▶ _Material for this task_:
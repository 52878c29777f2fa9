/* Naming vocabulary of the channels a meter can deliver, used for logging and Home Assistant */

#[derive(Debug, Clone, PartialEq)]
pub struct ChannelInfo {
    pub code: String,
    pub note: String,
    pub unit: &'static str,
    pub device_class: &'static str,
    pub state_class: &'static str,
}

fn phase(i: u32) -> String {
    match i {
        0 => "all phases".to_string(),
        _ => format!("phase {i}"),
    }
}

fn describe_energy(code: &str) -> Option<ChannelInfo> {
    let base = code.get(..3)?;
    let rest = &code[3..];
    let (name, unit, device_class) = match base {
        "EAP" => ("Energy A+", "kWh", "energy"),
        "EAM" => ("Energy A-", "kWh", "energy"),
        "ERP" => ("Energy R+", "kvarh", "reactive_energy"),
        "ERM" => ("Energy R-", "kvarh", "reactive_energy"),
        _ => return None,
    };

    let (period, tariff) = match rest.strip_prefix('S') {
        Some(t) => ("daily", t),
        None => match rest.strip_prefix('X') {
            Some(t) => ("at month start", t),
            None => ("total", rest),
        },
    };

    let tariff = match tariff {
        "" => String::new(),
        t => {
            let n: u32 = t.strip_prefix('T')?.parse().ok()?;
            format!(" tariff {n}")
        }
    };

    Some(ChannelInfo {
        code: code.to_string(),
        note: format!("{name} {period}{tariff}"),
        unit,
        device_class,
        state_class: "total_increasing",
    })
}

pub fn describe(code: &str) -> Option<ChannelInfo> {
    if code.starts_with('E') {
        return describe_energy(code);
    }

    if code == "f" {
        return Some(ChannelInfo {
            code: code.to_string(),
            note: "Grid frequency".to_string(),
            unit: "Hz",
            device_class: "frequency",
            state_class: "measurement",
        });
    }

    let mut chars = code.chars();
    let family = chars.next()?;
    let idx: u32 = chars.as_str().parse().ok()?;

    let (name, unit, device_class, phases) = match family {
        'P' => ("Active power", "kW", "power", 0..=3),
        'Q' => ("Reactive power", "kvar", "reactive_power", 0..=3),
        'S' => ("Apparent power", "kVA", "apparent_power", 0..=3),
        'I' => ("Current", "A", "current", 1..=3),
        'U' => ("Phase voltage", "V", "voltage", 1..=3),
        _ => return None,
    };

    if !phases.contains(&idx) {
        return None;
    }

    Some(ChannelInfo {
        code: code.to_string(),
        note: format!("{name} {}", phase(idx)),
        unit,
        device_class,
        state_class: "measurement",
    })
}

▶ _Assigned task_:
A line belongs in the answer if it contains the word "match"; copy every such line from the data above.

▶ _Response for this exercise_:
    match i {
    let (name, unit, device_class) = match base {
    let (period, tariff) = match rest.strip_prefix('S') {
        None => match rest.strip_prefix('X') {
    let tariff = match tariff {
    let (name, unit, device_class, phases) = match family {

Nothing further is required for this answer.